È finalmente uscito “La terra sotto i piedi”, l’ultimo attesissimo album di Daniele Silvestri. Atteso, forse il più atteso della corposa carriera del cantautore romano, giunto quest’anno ai venticinque anni di attività, per più di un motivo. Primo fra tutti il fatto che arriva dopo tre anni di silenzio, anche se a questo punto, dopo l’ascolto dell’opera, ci verrebbe da dire: tre anni di studio. Poi perché è la prima uscita di Silvestri mentre la discografia italiana ha definitivamente preso una strada ben precisa: l’indie è morto, è diventato mainstream, nuovo cantautorato per i più ottimisti (e noi siamo sicuramente tra quelli), una strada che attraverso una scorciatoia discretamente tortuosa quanto geniale ha fatto finire un artista completo, esperto, maturo, preparato e appassionato come Silvestri dinanzi lo stesso nastro di partenza dei Calcutta, TheGiornalisti e Sfera Ebbasta vari.
In ultimo, naturalmente, perché si attende sempre un nuovo album di Daniele Silvestri, essendo artista che a differenza della stragrande maggioranza dei colleghi non ha mai nemmeno lontanamente pensato di segnare il passo, di accontentarsi di quanto già fatto, anche se enorme e meravigliosamente riuscito.
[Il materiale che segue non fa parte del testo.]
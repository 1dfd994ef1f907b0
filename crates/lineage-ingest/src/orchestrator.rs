//! Batch orchestrator
//!
//! Reacts to completion signals: persists the batch on its own task, then
//! extracts child references and hands them to the dispatcher. Parser signals
//! flow back in here, which is what makes the crawl recursive.

use std::sync::{Arc, Weak};
use tracing::{debug, error, info, warn};

use crate::bus::{CompletionSignal, SignalBus, SignalHandler, SignalKind};
use crate::dispatcher::FetchDispatcher;
use crate::extractor::extract;
use crate::sink::RecordSink;

/// Signal kinds the orchestrator reacts to
pub const HANDLED_KINDS: [SignalKind; 3] = [
    SignalKind::Lineage,
    SignalKind::TableDetail,
    SignalKind::ColumnLineage,
];

/// Where a batch ended up after [`BatchOrchestrator::on_batch`]
#[derive(Debug, Clone, Copy, PartialEq, Eq)]
pub enum BatchState {
    /// Persisted; nothing was dispatched
    Received,
    /// Persisted and at least one child request was spawned
    Dispatched,
}

pub struct BatchOrchestrator {
    sink: Arc<dyn RecordSink>,
    dispatcher: FetchDispatcher,
    max_depth: u32,
}

impl BatchOrchestrator {
    pub fn new(sink: Arc<dyn RecordSink>, dispatcher: FetchDispatcher, max_depth: u32) -> Self {
        Self {
            sink,
            dispatcher,
            max_depth,
        }
    }

    /// Subscribe to every kind in [`HANDLED_KINDS`].
    ///
    /// The bus only keeps a weak reference; once the last strong reference to
    /// the orchestrator is gone, its subscriptions become no-ops.
    pub fn register(self: &Arc<Self>, bus: &SignalBus) {
        for kind in HANDLED_KINDS {
            let orchestrator: Weak<Self> = Arc::downgrade(self);
            bus.subscribe(
                kind,
                Arc::new(move |signal: Arc<CompletionSignal>| {
                    if let Some(orchestrator) = orchestrator.upgrade() {
                        orchestrator.on_batch(signal);
                    }
                }),
            );
        }
    }

    /// Handle one batch. Never waits on I/O.
    pub fn on_batch(&self, signal: Arc<CompletionSignal>) -> BatchState {
        let context = signal.context();
        info!(
            batch_id = %context.batch_id,
            depth = context.depth,
            kind = %signal.kind,
            records = signal.records.len(),
            "{}",
            signal.message
        );

        if signal.records.is_empty() {
            return BatchState::Received;
        }

        self.persist(Arc::clone(&signal));

        if context.depth >= self.max_depth {
            warn!(
                batch_id = %context.batch_id,
                depth = context.depth,
                max_depth = self.max_depth,
                "Depth budget exhausted, not crawling further"
            );
            return BatchState::Received;
        }

        let requests = extract(&signal.records);
        if requests.is_empty() {
            debug!(batch_id = %context.batch_id, "No child references to resolve");
            return BatchState::Received;
        }

        if let Some(first) = signal.records.first() {
            info!("The {} details are being resolved", first.display_name());
        }

        let report = self.dispatcher.dispatch(requests, &context);
        debug!(
            batch_id = %context.batch_id,
            spawned = report.spawned,
            rejected = report.rejected.len(),
            "Dispatched child requests"
        );

        if report.spawned > 0 {
            BatchState::Dispatched
        } else {
            BatchState::Received
        }
    }

    fn persist(&self, signal: Arc<CompletionSignal>) {
        let sink = Arc::clone(&self.sink);
        self.dispatcher.spawn(async move {
            match sink.upsert_batch(&signal.records).await {
                Ok(written) => debug!(
                    batch_id = %signal.batch_id,
                    kind = %signal.kind,
                    written,
                    "Persisted batch"
                ),
                Err(e) => error!(
                    batch_id = %signal.batch_id,
                    kind = %signal.kind,
                    records = signal.records.len(),
                    "Failed to persist batch: {}",
                    e
                ),
            }
        });
    }
}

impl SignalHandler for BatchOrchestrator {
    fn handle(&self, signal: Arc<CompletionSignal>) {
        self.on_batch(signal);
    }
}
Se è dunque vero che questi tre anni sono serviti a studiare e sperimentare qualcosa di nuovo ma sempre estremamente personale e caratterizzante, il tempo non è andato certamente perso, “La terra sotto i piedi” è un’opera maestosa, complessa e raffinata, impegnata ma contemporanea, e che, c’è poco da fare, anche per i più ottimisti, mette in riga qualsiasi campione d’incassi di like e stream.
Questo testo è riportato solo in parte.